Lien vers Pubmed [PMID] – 17075396
J. Acquir. Immune Defic. Syndr. 2007 Jan;44(1):1-5
BACKGROUND: Sequence variations in HR-1 gp41 env gene region encoding the target for T-20 have previously been reported among patients naive to inhibitory fusion.
OBJECTIVE: To evaluate whether a previous therapeutic history of patients could have an impact on a differential evolution of the gp41 polymorphism.

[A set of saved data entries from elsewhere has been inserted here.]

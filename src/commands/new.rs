use std::sync::Arc;

use anyhow::{Context, Result};
use chrono::{DateTime, Duration, Utc};
use clap::Parser;
use owo_colors::OwoColorize;
use valarm_core::config::ValarmConfig;
use valarm_core::ics::DEFAULT_SOUND;
use valarm_core::{Alarm, AlarmType, Attachment, EventContext, EventInfo};

#[derive(Parser, Debug)]
#[command(name = "new")]
pub struct NewArgs {
    /// Alarm type: "display" or "audio"
    #[arg(short = 't', long = "type", default_value = "display")]
    pub alarm_type: String,

    /// Fire this long before the event starts (e.g. "15m", "1h 30m")
    #[arg(short, long, conflicts_with_all = ["after", "at"])]
    pub before: Option<String>,

    /// Fire this long after the event ends
    #[arg(short, long, conflicts_with = "at")]
    pub after: Option<String>,

    /// Fire at an absolute time (RFC 3339, e.g. "2025-03-20T14:45:00Z")
    #[arg(long)]
    pub at: Option<String>,

    /// Number of additional repetitions (needs --interval)
    #[arg(short, long)]
    pub repeat: Option<i64>,

    /// Time between repetitions (e.g. "5m")
    #[arg(short, long)]
    pub interval: Option<String>,

    /// Sound URI for audio alarms
    #[arg(long)]
    pub attach: Option<String>,

    /// MIME type of the attachment
    #[arg(long, requires = "attach")]
    pub mime: Option<String>,

    /// Text shown by display alarms (defaults to the event summary)
    #[arg(short, long)]
    pub description: Option<String>,

    /// Extension property as KEY=VALUE (repeatable)
    #[arg(long = "x", value_name = "KEY=VALUE")]
    pub x: Vec<String>,

    /// Event summary (defaults to the configured summary)
    #[arg(short, long)]
    pub summary: Option<String>,

    /// Event timezone, IANA name (defaults to the configured timezone)
    #[arg(long)]
    pub timezone: Option<String>,
}

pub fn run(args: NewArgs) -> Result<()> {
    let config = ValarmConfig::load()?;
    let alarm = build_alarm(&args, &config)?;

    if alarm.alarm_type() == Some(AlarmType::Audio) && alarm.attach().is_none() {
        eprintln!(
            "{}",
            format!("No --attach given, using default sound \"{}\"", DEFAULT_SOUND).dimmed()
        );
    }

    print!("{}", alarm.to_ics()?);
    Ok(())
}

/// Build the alarm described by the flags, filling event details from config.
fn build_alarm(args: &NewArgs, config: &ValarmConfig) -> Result<Alarm> {
    let mut event = EventInfo::new(
        args.summary
            .clone()
            .unwrap_or_else(|| config.summary.clone()),
    );
    if let Some(tz) = args.timezone.as_deref().or(config.timezone.as_deref()) {
        event = event.with_timezone(tz)?;
    }
    let event: Arc<dyn EventContext> = Arc::new(event);

    let mut alarm = Alarm::new(event);
    alarm.set_alarm_type(Some(args.alarm_type.parse::<AlarmType>()?));

    if let Some(ref before) = args.before {
        alarm.set_trigger_before(parse_duration(before)?)?;
    } else if let Some(ref after) = args.after {
        alarm.set_trigger_after(parse_duration(after)?)?;
    } else if let Some(ref at) = args.at {
        let at = DateTime::parse_from_rfc3339(at)
            .with_context(|| format!("Could not parse date-time: \"{}\"", at))?;
        alarm.set_trigger(at.with_timezone(&Utc))?;
    } else {
        anyhow::bail!("One of --before, --after or --at is required");
    }

    alarm.set_repeat(args.repeat)?;
    if let Some(ref interval) = args.interval {
        alarm.set_interval(Some(parse_duration(interval)?.num_seconds()))?;
    }

    if let Some(ref uri) = args.attach {
        let attach = match args.mime {
            Some(ref mime) => Attachment::with_mime(uri.as_str(), mime.as_str()),
            None => Attachment::new(uri.as_str()),
        };
        alarm.set_attach(attach)?;
    }

    if let Some(ref description) = args.description {
        alarm.set_description(description.as_str());
    }

    let pairs = args
        .x
        .iter()
        .map(|kv| parse_custom_attribute(kv))
        .collect::<Result<Vec<_>>>()?;
    alarm.extend_custom_attributes(pairs)?;

    Ok(alarm)
}

/// Parse a human duration like "15m" or "1h 30m".
fn parse_duration(input: &str) -> Result<Duration> {
    let std_dur = humantime::parse_duration(input)
        .map_err(|e| anyhow::anyhow!("Could not parse duration \"{}\": {}", input, e))?;
    Duration::from_std(std_dur).context("Duration too large")
}

fn parse_custom_attribute(input: &str) -> Result<(&str, &str)> {
    input
        .split_once('=')
        .ok_or_else(|| anyhow::anyhow!("Expected KEY=VALUE, got \"{}\"", input))
}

METHODS: We assessed the genetic polymorphism within the critical HR-1 gp41 env gene region in HIV-1 variants from 108 T-20-naive patients (Groups I-III) and 12 patients receiving T-20 as part of a salvage regimen (Group IV). T-20-naive patients included 50 patients exhibiting variants harboring resistance mutations to NRTIs, NNRTIs, and PIs (Group I), 24 patients with variants harboring resistance mutations for NRTIs and/or NNRTIs (Group II), and 34 antiretroviral drug-naive patients (Group III).

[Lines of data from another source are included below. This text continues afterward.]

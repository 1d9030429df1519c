//! The slice of an event that an alarm needs to see.
//!
//! An alarm never owns its event. It holds a narrow capability exposing the
//! two things rendering depends on: the timezone used for absolute triggers
//! and the summary used as fallback DESCRIPTION text.

use chrono_tz::Tz;

use crate::error::{AlarmError, AlarmResult};

/// Read-only view of the owning event.
pub trait EventContext: Send + Sync {
    /// Timezone absolute triggers are rendered in. `None` renders UTC.
    fn timezone(&self) -> Option<Tz>;

    /// Event summary, used when a display alarm has no description.
    fn summary(&self) -> &str;
}

/// Plain event context: a summary and an optional IANA timezone.
#[derive(Debug, Clone, PartialEq)]
pub struct EventInfo {
    summary: String,
    timezone: Option<Tz>,
}

impl EventInfo {
    pub fn new(summary: impl Into<String>) -> Self {
        EventInfo {
            summary: summary.into(),
            timezone: None,
        }
    }

    /// Attach an IANA timezone (e.g. "Europe/Berlin").
    pub fn with_timezone(mut self, name: &str) -> AlarmResult<Self> {
        let tz = name.parse::<Tz>().map_err(|_| {
            AlarmError::Construction(format!("Unknown timezone for event: '{}'", name))
        })?;
        self.timezone = Some(tz);
        Ok(self)
    }

    pub fn with_tz(mut self, tz: Tz) -> Self {
        self.timezone = Some(tz);
        self
    }
}

impl EventContext for EventInfo {
    fn timezone(&self) -> Option<Tz> {
        self.timezone
    }

    fn summary(&self) -> &str {
        &self.summary
    }
}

RESULTS: In T-20-naive patients whose HIV harbored resistance mutations to NRTIs, NNRTIs, and/or PIs, the mean number of synonymous mutations (ds) per patient was decreased and the mean number of nonsynonymous (da) mutations per patient was increased, resulting in a significant decrease in the mean Sigmads/Sigmada ratio as compared with antiretroviral drug-naive patients (Group III; 4.1 vs. 11.6; P < 0.0001). The mean number of polymorphic mutations in HR-1 gp41 per patient was two-fold higher in patients exhibiting antiretroviral drug resistance mutations (Groups I and II) than in antiretroviral drug-naive patients (Group III; 0.41 vs. 0.20; P < 0.05).
CONCLUSION: Our observations indicate that the HR-1 gp41 T-20 target is subjected to high genetic variability, including intrinsic polymorphism and selection of T-20 resistance mutations under T-20 intake, that is increased by the presence of resistance mutations to NRTIs, NNRTIs, and/or PIs. Our data provide a basis for a potential impact of previous antiretroviral drug history on the therapeutic efficacy of T-20.